:: DATA IN THIS EXERCISE

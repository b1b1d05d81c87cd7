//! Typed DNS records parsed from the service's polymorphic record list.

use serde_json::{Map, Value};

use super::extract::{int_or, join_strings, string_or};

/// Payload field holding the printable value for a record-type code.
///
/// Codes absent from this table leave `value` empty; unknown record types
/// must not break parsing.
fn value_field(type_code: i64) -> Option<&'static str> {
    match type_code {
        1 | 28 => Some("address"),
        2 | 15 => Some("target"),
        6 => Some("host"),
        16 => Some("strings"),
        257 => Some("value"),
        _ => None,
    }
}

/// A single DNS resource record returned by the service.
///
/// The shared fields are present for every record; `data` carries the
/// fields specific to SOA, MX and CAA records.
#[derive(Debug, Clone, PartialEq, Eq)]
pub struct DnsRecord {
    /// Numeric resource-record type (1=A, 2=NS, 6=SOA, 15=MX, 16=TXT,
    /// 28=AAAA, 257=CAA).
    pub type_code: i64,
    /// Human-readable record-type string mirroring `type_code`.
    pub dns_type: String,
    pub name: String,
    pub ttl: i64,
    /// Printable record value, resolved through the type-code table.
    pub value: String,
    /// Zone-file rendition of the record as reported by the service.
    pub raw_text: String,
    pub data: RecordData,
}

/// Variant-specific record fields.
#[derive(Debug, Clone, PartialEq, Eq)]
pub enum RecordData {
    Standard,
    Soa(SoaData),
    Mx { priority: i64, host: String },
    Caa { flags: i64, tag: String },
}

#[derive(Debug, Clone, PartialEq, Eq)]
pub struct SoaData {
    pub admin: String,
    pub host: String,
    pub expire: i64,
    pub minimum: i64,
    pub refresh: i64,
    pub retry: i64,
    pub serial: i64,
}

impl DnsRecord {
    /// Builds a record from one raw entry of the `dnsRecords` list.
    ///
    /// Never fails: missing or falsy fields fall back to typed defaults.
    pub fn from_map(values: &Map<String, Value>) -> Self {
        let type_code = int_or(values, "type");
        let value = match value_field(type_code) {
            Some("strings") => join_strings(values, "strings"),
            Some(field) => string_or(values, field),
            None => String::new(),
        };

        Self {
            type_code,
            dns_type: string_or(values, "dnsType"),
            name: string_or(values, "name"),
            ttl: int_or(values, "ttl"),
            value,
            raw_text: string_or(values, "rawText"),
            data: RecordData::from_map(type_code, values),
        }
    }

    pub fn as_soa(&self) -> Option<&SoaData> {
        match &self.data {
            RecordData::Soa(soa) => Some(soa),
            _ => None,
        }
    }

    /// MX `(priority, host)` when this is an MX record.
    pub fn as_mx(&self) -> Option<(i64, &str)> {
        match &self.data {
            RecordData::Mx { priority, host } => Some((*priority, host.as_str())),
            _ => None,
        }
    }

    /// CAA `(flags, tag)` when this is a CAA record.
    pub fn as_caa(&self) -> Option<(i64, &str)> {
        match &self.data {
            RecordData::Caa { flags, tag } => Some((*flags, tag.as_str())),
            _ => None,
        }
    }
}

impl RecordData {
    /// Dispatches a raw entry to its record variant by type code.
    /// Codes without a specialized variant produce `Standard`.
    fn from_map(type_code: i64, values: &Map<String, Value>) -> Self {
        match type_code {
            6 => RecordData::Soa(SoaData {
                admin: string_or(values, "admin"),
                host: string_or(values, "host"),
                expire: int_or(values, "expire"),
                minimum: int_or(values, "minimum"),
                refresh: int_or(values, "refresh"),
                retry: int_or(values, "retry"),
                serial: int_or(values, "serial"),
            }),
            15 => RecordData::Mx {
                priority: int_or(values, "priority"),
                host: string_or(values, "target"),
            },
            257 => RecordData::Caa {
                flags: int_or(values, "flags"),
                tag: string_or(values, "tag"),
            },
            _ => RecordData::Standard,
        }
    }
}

::::
:: DATA IN THIS EXERCISE

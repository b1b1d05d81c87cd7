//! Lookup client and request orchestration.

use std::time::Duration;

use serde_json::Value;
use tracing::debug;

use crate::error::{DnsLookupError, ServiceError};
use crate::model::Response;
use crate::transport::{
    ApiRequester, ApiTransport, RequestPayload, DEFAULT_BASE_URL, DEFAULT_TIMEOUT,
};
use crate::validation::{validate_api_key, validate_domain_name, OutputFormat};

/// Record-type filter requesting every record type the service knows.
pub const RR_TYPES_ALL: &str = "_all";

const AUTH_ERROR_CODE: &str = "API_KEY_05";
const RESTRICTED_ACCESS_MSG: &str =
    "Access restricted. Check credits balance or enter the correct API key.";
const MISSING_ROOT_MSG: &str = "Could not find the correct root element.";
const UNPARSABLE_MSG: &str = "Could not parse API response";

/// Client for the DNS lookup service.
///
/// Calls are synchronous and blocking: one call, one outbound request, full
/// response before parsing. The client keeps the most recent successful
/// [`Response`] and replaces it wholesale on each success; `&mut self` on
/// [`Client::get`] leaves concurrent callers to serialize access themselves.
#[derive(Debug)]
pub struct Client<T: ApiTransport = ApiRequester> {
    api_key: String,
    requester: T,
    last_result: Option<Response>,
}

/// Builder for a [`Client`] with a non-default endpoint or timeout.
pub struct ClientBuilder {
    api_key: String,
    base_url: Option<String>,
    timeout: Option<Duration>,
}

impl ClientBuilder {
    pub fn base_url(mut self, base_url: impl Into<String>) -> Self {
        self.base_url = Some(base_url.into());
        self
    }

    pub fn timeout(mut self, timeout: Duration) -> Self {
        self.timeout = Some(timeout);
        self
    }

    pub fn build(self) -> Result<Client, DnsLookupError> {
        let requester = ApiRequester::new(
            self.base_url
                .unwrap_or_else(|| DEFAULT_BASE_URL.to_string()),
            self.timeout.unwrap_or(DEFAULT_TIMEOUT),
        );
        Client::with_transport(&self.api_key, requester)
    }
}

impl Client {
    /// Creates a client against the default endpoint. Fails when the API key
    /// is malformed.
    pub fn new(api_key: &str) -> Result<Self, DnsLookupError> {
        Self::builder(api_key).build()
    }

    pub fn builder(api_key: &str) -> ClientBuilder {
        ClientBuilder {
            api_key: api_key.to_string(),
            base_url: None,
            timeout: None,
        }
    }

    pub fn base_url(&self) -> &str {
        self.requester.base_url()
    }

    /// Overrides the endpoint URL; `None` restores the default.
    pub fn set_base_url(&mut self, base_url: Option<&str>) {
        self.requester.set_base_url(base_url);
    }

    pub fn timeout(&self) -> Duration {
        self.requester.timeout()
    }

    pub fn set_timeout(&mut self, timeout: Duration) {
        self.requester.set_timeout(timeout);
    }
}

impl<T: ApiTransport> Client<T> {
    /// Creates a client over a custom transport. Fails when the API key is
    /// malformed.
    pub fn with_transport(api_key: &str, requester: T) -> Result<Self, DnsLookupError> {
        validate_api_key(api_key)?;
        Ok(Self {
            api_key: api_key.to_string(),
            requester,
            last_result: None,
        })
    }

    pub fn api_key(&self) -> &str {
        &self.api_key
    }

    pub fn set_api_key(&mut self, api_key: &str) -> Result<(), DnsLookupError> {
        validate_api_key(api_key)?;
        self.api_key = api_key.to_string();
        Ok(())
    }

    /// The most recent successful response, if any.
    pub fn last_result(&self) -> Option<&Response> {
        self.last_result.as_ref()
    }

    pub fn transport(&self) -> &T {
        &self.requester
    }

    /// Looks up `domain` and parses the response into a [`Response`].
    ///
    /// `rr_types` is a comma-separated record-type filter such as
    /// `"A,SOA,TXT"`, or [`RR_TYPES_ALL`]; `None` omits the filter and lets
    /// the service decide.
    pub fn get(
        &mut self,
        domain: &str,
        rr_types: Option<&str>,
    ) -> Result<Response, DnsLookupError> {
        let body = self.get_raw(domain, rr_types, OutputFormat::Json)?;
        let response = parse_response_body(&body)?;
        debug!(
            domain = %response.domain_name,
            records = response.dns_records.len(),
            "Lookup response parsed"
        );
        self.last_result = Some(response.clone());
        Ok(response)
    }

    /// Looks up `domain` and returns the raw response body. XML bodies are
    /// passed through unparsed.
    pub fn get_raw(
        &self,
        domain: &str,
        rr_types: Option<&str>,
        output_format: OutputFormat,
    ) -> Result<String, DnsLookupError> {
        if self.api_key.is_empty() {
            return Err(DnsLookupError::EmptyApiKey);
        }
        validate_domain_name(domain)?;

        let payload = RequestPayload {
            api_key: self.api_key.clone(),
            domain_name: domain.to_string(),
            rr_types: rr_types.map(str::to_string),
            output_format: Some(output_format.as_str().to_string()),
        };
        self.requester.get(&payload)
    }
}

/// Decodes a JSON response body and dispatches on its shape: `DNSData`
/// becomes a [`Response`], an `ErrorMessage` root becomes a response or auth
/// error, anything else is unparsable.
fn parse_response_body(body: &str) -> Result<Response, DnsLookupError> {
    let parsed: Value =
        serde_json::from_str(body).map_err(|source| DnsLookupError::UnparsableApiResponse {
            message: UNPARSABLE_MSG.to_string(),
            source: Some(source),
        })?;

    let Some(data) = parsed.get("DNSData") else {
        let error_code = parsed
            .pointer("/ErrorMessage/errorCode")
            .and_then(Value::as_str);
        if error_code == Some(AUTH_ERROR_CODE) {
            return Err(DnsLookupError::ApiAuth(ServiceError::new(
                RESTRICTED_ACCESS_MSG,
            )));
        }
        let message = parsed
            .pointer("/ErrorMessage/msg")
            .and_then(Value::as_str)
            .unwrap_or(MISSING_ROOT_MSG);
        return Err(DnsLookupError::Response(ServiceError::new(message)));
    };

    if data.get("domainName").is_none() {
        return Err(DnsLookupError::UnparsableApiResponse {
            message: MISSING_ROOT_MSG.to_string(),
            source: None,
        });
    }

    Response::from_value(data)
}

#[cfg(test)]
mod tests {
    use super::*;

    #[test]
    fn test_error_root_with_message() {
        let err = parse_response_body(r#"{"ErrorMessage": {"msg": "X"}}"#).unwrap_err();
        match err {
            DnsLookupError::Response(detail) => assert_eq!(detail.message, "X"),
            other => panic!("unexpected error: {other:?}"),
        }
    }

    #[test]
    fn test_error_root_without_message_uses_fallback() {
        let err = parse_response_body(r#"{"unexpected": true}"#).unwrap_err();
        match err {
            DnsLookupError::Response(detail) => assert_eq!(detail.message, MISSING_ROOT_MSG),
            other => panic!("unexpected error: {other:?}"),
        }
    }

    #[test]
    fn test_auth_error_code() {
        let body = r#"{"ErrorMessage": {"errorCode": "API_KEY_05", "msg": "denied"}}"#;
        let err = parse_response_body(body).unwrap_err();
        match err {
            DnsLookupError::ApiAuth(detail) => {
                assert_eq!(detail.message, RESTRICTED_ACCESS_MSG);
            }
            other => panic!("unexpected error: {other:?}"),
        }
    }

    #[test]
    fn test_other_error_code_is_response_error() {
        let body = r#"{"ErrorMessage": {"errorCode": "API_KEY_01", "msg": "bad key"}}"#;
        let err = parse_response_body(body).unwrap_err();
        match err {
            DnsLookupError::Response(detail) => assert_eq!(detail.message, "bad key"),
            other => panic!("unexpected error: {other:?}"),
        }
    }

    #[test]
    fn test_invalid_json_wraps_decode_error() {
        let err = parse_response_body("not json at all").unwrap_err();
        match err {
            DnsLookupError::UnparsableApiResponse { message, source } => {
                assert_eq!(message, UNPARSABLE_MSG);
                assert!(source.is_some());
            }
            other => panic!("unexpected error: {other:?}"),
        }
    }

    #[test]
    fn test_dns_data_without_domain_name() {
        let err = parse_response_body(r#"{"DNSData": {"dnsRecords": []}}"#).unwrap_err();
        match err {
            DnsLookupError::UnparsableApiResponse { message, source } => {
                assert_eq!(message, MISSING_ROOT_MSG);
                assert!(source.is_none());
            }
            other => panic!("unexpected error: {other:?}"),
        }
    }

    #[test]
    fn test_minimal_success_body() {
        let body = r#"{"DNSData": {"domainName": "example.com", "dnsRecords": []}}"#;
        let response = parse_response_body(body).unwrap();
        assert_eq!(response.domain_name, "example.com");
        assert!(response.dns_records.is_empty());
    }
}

::::

*EXERCISE BRIEF*
Looking at the data above, state how many of its lines contain the word "refresh", and give nothing but that number.

*RESPONSE*
2